## [Exercise]
An exact copy of the listing is required.

## [Exercise inputs]
....................

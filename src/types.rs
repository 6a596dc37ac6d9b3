//! Shared domain types and collaborator traits.
//!
//! The channel consumes two external collaborators: the alarm engine
//! ([`AlarmControl`]) and the shared notification stream
//! ([`NotificationHandler`]). Both are injected once before the worker task
//! starts and never swapped afterwards.

use std::fmt;

use async_trait::async_trait;
use serde::{Deserialize, Serialize};

/// Notification severity, ordered from least to most urgent.
///
/// Only notifications at [`Severity::Critical`] are relayed over GSM.
#[derive(Debug, Clone, Copy, PartialEq, Eq, PartialOrd, Ord, Serialize, Deserialize)]
pub enum Severity {
    Info,
    Warning,
    Error,
    Critical,
}

impl fmt::Display for Severity {
    fn fmt(&self, f: &mut fmt::Formatter<'_>) -> fmt::Result {
        let s = match self {
            Severity::Info => "INFO",
            Severity::Warning => "WARNING",
            Severity::Error => "ERROR",
            Severity::Critical => "CRITICAL",
        };
        write!(f, "{s}")
    }
}

/// A live event as reported by the alarm panel.
#[derive(Debug, Clone, PartialEq, Eq, Serialize, Deserialize)]
pub struct RawEvent {
    /// Major event code
    pub major: u32,
    /// Minor event code
    pub minor: u32,
    /// Human-readable event description
    pub message: String,
}

impl RawEvent {
    pub fn new(major: u32, minor: u32, message: impl Into<String>) -> Self {
        Self {
            major,
            minor,
            message: message.into(),
        }
    }

    /// Whether this event warrants the GSM escalation path.
    ///
    /// Covers the alarm/fire/panic major categories plus the
    /// system-trouble/tamper sub-codes.
    pub fn is_critical(&self) -> bool {
        self.major == 37 || (self.major == 2 && self.minor == 6) || (self.major == 40 && self.minor <= 5)
    }
}

/// Alarm element kinds addressable over SMS.
#[derive(Debug, Clone, Copy, PartialEq, Eq)]
pub enum ElementType {
    Zone,
    Partition,
    Output,
}

impl ElementType {
    /// Parse a lower-cased element type token.
    pub fn parse(token: &str) -> Option<Self> {
        match token {
            "zone" => Some(ElementType::Zone),
            "partition" => Some(ElementType::Partition),
            "output" => Some(ElementType::Output),
            _ => None,
        }
    }
}

impl fmt::Display for ElementType {
    fn fmt(&self, f: &mut fmt::Formatter<'_>) -> fmt::Result {
        let s = match self {
            ElementType::Zone => "zone",
            ElementType::Partition => "partition",
            ElementType::Output => "output",
        };
        write!(f, "{s}")
    }
}

/// A validated SMS command, ready for dispatch to the alarm engine.
#[derive(Debug, Clone, PartialEq, Eq)]
pub struct Command {
    pub element_type: ElementType,
    pub label: String,
    pub action: String,
}

/// Control surface exposed by the alarm engine.
///
/// Each call returns `true` when the alarm accepted the command and `false`
/// when it refused it (unknown label, conflicting state, ...).
#[async_trait]
pub trait AlarmControl: Send + Sync {
    async fn control_zone(&self, label: &str, action: &str) -> bool;
    async fn control_partition(&self, label: &str, action: &str) -> bool;
    async fn control_output(&self, label: &str, action: &str) -> bool;
}

/// Sink for audit notifications shared by all channels.
#[async_trait]
pub trait NotificationHandler: Send + Sync {
    async fn notify(&self, source: &str, message: &str, severity: Severity);
}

....................

## [Result of this exercise]
filename src/types.rs
repository 6a596dc37ac6d9b3
//! Shared domain types and collaborator traits.
//!
//! The channel consumes two external collaborators: the alarm engine
//! ([`AlarmControl`]) and the shared notification stream
//! ([`NotificationHandler`]). Both are injected once before the worker task
//! starts and never swapped afterwards.

use std::fmt;

use async_trait::async_trait;
use serde::{Deserialize, Serialize};

/// Notification severity, ordered from least to most urgent.
///
/// Only notifications at [`Severity::Critical`] are relayed over GSM.
#[derive(Debug, Clone, Copy, PartialEq, Eq, PartialOrd, Ord, Serialize, Deserialize)]
pub enum Severity {
    Info,
    Warning,
    Error,
    Critical,
}

impl fmt::Display for Severity {
    fn fmt(&self, f: &mut fmt::Formatter<'_>) -> fmt::Result {
        let s = match self {
            Severity::Info => "INFO",
            Severity::Warning => "WARNING",
            Severity::Error => "ERROR",
            Severity::Critical => "CRITICAL",
        };
        write!(f, "{s}")
    }
}

/// A live event as reported by the alarm panel.
#[derive(Debug, Clone, PartialEq, Eq, Serialize, Deserialize)]
pub struct RawEvent {
    /// Major event code
    pub major: u32,
    /// Minor event code
    pub minor: u32,
    /// Human-readable event description
    pub message: String,
}

impl RawEvent {
    pub fn new(major: u32, minor: u32, message: impl Into<String>) -> Self {
        Self {
            major,
            minor,
            message: message.into(),
        }
    }

    /// Whether this event warrants the GSM escalation path.
    ///
    /// Covers the alarm/fire/panic major categories plus the
    /// system-trouble/tamper sub-codes.
    pub fn is_critical(&self) -> bool {
        self.major == 37 || (self.major == 2 && self.minor == 6) || (self.major == 40 && self.minor <= 5)
    }
}

/// Alarm element kinds addressable over SMS.
#[derive(Debug, Clone, Copy, PartialEq, Eq)]
pub enum ElementType {
    Zone,
    Partition,
    Output,
}

impl ElementType {
    /// Parse a lower-cased element type token.
    pub fn parse(token: &str) -> Option<Self> {
        match token {
            "zone" => Some(ElementType::Zone),
            "partition" => Some(ElementType::Partition),
            "output" => Some(ElementType::Output),
            _ => None,
        }
    }
}

impl fmt::Display for ElementType {
    fn fmt(&self, f: &mut fmt::Formatter<'_>) -> fmt::Result {
        let s = match self {
            ElementType::Zone => "zone",
            ElementType::Partition => "partition",
            ElementType::Output => "output",
        };
        write!(f, "{s}")
    }
}

/// A validated SMS command, ready for dispatch to the alarm engine.
#[derive(Debug, Clone, PartialEq, Eq)]
pub struct Command {
    pub element_type: ElementType,
    pub label: String,
    pub action: String,
}

/// Control surface exposed by the alarm engine.
///
/// Each call returns `true` when the alarm accepted the command and `false`
/// when it refused it (unknown label, conflicting state, ...).
#[async_trait]
pub trait AlarmControl: Send + Sync {
    async fn control_zone(&self, label: &str, action: &str) -> bool;
    async fn control_partition(&self, label: &str, action: &str) -> bool;
    async fn control_output(&self, label: &str, action: &str) -> bool;
}

/// Sink for audit notifications shared by all channels.
#[async_trait]
pub trait NotificationHandler: Send + Sync {
    async fn notify(&self, source: &str, message: &str, severity: Severity);
}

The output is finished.